Jean-Louis Hillairet pour L’artisanat antique à Saintes

Rapport d’Alain Michaud

 

Dans sa série Recherches archéologiques en Saintonge, la Société d’archéologie et d’histoire de la Charente-Maritime a fait paraître en 1995 un numéro consacré à L’artisanat antique à Saintes. Ce remarquable travail, dû à un archéologue, ancien président de cette association, Jean-Louis Hillairet, avait fait l’objet d’un mémoire de l’École des hautes études en sciences sociales réalisé l’année précédente. Il s’agit là d’un sujet très technique. Dans un domaine difficilement accessible et peu connu du grand public, cet ouvrage a le mérite de présenter une synthèse des connaissances anciennes et des découvertes récentes qui se sont multipliées au rythme toujours accru des travaux de voirie et d’urbanisme. Avec une grande abondance de plans, de croquis, de dessins, de photos d’objets et une importante bibliographie, Jean-Louis Hillairet dresse avec minutie, métier par métier, la carte des ateliers saintais, la répartition spatiale et chronologique des officines à travers les différentes périodes d’extension de Mediolanum, l’éventail et l’évolution de leurs productions…
Ce travail qui, de l’aveu de l’auteur, s’est heurté au manque d’études exhaustives, à l’absence de renseignements sur les quartiers qui correspondent aujourd’hui au centre ancien de la ville, permet néanmoins de rééquilibrer aux yeux du public une cité romaine trop souvent réduite à l’image prestigieuse de ses monuments et de ses élites tôt romanisées qui les ont financés.
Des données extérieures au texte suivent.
//! Threshold evaluation for Graphite and InfluxDB checks

use super::CheckOutcome;
use crate::error::CheckError;
use crate::models::MetricCheck;
use crate::sources::{summarize, MetricQuery, MetricSource, Series};
use serde_json::json;

pub async fn run(
    source: &dyn MetricSource,
    check: &MetricCheck,
) -> Result<CheckOutcome, CheckError> {
    let query = MetricQuery::for_check(check);
    let series = source.query(&query).await?;
    Ok(evaluate_series(check, &series))
}

/// Decide pass/fail for already fetched series.
///
/// Order of failure reasons: missing series, missing hosts, then the
/// first windowed value that does not satisfy the comparison.
pub fn evaluate_series(check: &MetricCheck, series: &[Series]) -> CheckOutcome {
    let window = check.interval_minutes.max(1) as usize;
    let summary = summarize(series, window);
    let raw = json!({ "series": series, "summary": summary });

    let expected_metrics = check.expected_num_metrics as usize;
    if expected_metrics > 0 && summary.num_series_with_data < expected_metrics {
        return CheckOutcome::failure(
            format!(
                "Metrics missing | {}/{} series",
                summary.num_series_with_data, expected_metrics
            ),
            raw,
        );
    }

    let expected_hosts = check.expected_num_hosts as usize;
    if expected_hosts > 0 && summary.num_hosts < expected_hosts {
        return CheckOutcome::failure(
            format!("Hosts missing | {}/{} hosts", summary.num_hosts, expected_hosts),
            raw,
        );
    }

    if summary.values.is_empty() {
        return CheckOutcome::success("No datapoints returned", raw);
    }

    let offending = summary
        .values
        .iter()
        .find(|(_, v)| !check.check_type.passes(*v, check.value));

    match offending {
        Some((target, value)) => CheckOutcome::failure(
            format!(
                "{}: {:?} not {} {:?}",
                target, value, check.check_type, check.value
            ),
            raw,
        ),
        None => CheckOutcome::success(
            format!(
                "{} datapoints {} {:?} (max {:?})",
                summary.values.len(),
                check.check_type,
                check.value,
                summary.max.unwrap_or_default()
            ),
            raw,
        ),
    }
}

#[cfg(test)]
mod tests {
    use super::*;
    use crate::models::CheckType;
    use async_trait::async_trait;

    fn check(check_type: CheckType, value: f64) -> MetricCheck {
        MetricCheck {
            metric: "cpu".to_string(),
            metric_selector: "value".to_string(),
            group_by: None,
            fill_empty: None,
            where_clause: None,
            check_type,
            value,
            interval_minutes: 5,
            expected_num_hosts: 0,
            expected_num_metrics: 0,
            fetch_all: false,
        }
    }

    fn series(target: &str, host: Option<&str>, values: &[f64]) -> Series {
        Series {
            target: target.to_string(),
            host: host.map(str::to_string),
            datapoints: values
                .iter()
                .enumerate()
                .map(|(i, v)| (Some(*v), 1_700_000_000 + i as i64 * 60))
                .collect(),
        }
    }

    #[test]
    fn test_strict_less_than_boundary() {
        let check = check(CheckType::Lt, 10.0);

        assert!(evaluate_series(&check, &[series("cpu.a", None, &[9.0])]).succeeded);

        let at = evaluate_series(&check, &[series("cpu.a", None, &[10.0])]);
        assert!(!at.succeeded);
        assert_eq!(at.message, "cpu.a: 10.0 not < 10.0");

        assert!(!evaluate_series(&check, &[series("cpu.a", None, &[11.0])]).succeeded);
    }

    #[test]
    fn test_missing_hosts_fail_regardless_of_values() {
        let mut check = check(CheckType::Lt, 10.0);
        check.expected_num_hosts = 3;
        let data = vec![
            series("cpu.a", Some("a"), &[1.0]),
            series("cpu.b", Some("b"), &[1.0]),
        ];

        let outcome = evaluate_series(&check, &data);
        assert!(!outcome.succeeded);
        assert_eq!(outcome.message, "Hosts missing | 2/3 hosts");
    }

    #[test]
    fn test_missing_metrics() {
        let mut check = check(CheckType::Gt, 0.0);
        check.expected_num_metrics = 2;
        let data = vec![series("a", None, &[1.0]), series("b", None, &[])];

        let outcome = evaluate_series(&check, &data);
        assert!(!outcome.succeeded);
        assert_eq!(outcome.message, "Metrics missing | 1/2 series");
    }

    #[test]
    fn test_no_data_without_expectations_passes() {
        let outcome = evaluate_series(&check(CheckType::Lt, 1.0), &[]);
        assert!(outcome.succeeded);
        assert_eq!(outcome.message, "No datapoints returned");
    }

    #[test]
    fn test_only_trailing_window_is_considered() {
        let mut check = check(CheckType::Lt, 10.0);
        check.interval_minutes = 2;
        // The early spike has aged out of the window
        let data = vec![series("cpu.a", None, &[50.0, 1.0, 2.0])];

        assert!(evaluate_series(&check, &data).succeeded);
    }

    struct DownSource;

    #[async_trait]
    impl MetricSource for DownSource {
        async fn query(&self, _query: &MetricQuery) -> Result<Vec<Series>, CheckError> {
            Err(CheckError::SourceUnavailable("connection refused".to_string()))
        }

        async fn find_metrics(&self, _pattern: &str) -> Result<Vec<String>, CheckError> {
            Ok(vec![])
        }
    }

    #[tokio::test]
    async fn test_source_error_propagates_for_conversion() {
        let err = run(&DownSource, &check(CheckType::Lt, 1.0)).await.unwrap_err();
        assert_eq!(err.to_string(), "Source unavailable: connection refused");
    }
}
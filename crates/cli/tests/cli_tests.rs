//! CLI integration tests

use std::process::Command;

fn smon(args: &[&str]) -> std::process::Output {
    Command::new(env!("CARGO_BIN_EXE_smon"))
        .args(args)
        .env_remove("SMON_API_URL")
        .output()
        .expect("Failed to execute command")
}

/// Test that the CLI shows help
#[test]
fn test_cli_help() {
    let output = smon(&["--help"]);
    let stdout = String::from_utf8_lossy(&output.stdout);

    assert!(output.status.success(), "CLI help should succeed");
    assert!(stdout.contains("Status Monitor"), "Should show app name");
    assert!(stdout.contains("services"), "Should show services command");
    assert!(stdout.contains("checks"), "Should show checks command");
    assert!(stdout.contains("results"), "Should show results command");
    assert!(stdout.contains("report"), "Should show report command");
}

/// Test that the CLI shows version
#[test]
fn test_cli_version() {
    let output = smon(&["--version"]);
    let stdout = String::from_utf8_lossy(&output.stdout);

    assert!(output.status.success(), "CLI version should succeed");
    assert!(stdout.contains("smon"), "Should show binary name");
}

/// Test results subcommand help
#[test]
fn test_results_help() {
    let output = smon(&["results", "--help"]);
    let stdout = String::from_utf8_lossy(&output.stdout);

    assert!(output.status.success(), "Results help should succeed");
    assert!(stdout.contains("--limit"), "Should show limit option");
}

/// Test report subcommand help
#[test]
fn test_report_help() {
    let output = smon(&["report", "--help"]);
    let stdout = String::from_utf8_lossy(&output.stdout);

    assert!(output.status.success(), "Report help should succeed");
    assert!(stdout.contains("--from"), "Should show from option");
    assert!(stdout.contains("--to"), "Should show to option");
}

/// Test metrics subcommand help
#[test]
fn test_metrics_help() {
    let output = smon(&["metrics", "--help"]);
    let stdout = String::from_utf8_lossy(&output.stdout);

    assert!(output.status.success(), "Metrics help should succeed");
    assert!(stdout.contains("--source"), "Should show source option");
}

/// Report needs at least one check and a valid date
#[test]
fn test_report_argument_validation() {
    let output = smon(&["report", "--from", "2024-01-01", "--to", "2024-01-02"]);
    assert!(!output.status.success(), "Report without IDs should fail");

    let output = smon(&["report", "1", "--from", "yesterday", "--to", "2024-01-02"]);
    assert!(!output.status.success(), "Invalid date should fail");
}

/// Test format option values
#[test]
fn test_invalid_format_rejected() {
    let output = smon(&["--format", "yaml", "services"]);
    let stderr = String::from_utf8_lossy(&output.stderr);

    assert!(!output.status.success(), "Unknown format should fail");
    assert!(stderr.contains("yaml"), "Should name the bad value");
}

/// Unreachable API is reported as an error
#[test]
fn test_unreachable_api() {
    let output = smon(&["--api-url", "http://127.0.0.1:1", "services"]);
    let stderr = String::from_utf8_lossy(&output.stderr);

    assert!(!output.status.success(), "Unreachable API should fail");
    assert!(stderr.contains("Failed to send request"));
}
Stèles, chapiteaux, entablements, cruches et cruchons, pesons, douelles de tonneaux, vestiges de fours, de fosses et de bassins font revivre toute une population artisanale qui nous révèle une autre Mediolanum, populeuse et industrieuse, celle des potiers des rives de la Charente, des verriers, des tablettiers, des forgerons, des tisserands et des tanneurs. Cette production artisanale culmine à la fin du Ier siècle et au début du IIe, surtout dans les quartiers du nord-ouest de la cité, pour décliner très sensiblement ensuite et disparaître sans doute en fonction de la perte d’influence de Saintes au profit de Poitiers et de Bordeaux. On notera pour finir que l’apparition de l’artisanat antique à Saintes permet à Jean-Louis Hillairet d’aborder un autre problème, celui de l’origine même de la ville, romaine ou gauloise. S’il semble bien qu’au regard des derniers développements de la recherche, ce soit vers l’hypothèse gauloise que penche sa faveur, il se garde de prendre trop nettement position. Il nous reste à souhaiter avec lui et tous les archéologues saintais que des fouilles d’envergure à l’emplacement de l’hôpital et du couvent de la Providence permettent de lever ce voile obsédant des débuts lointains de la cité.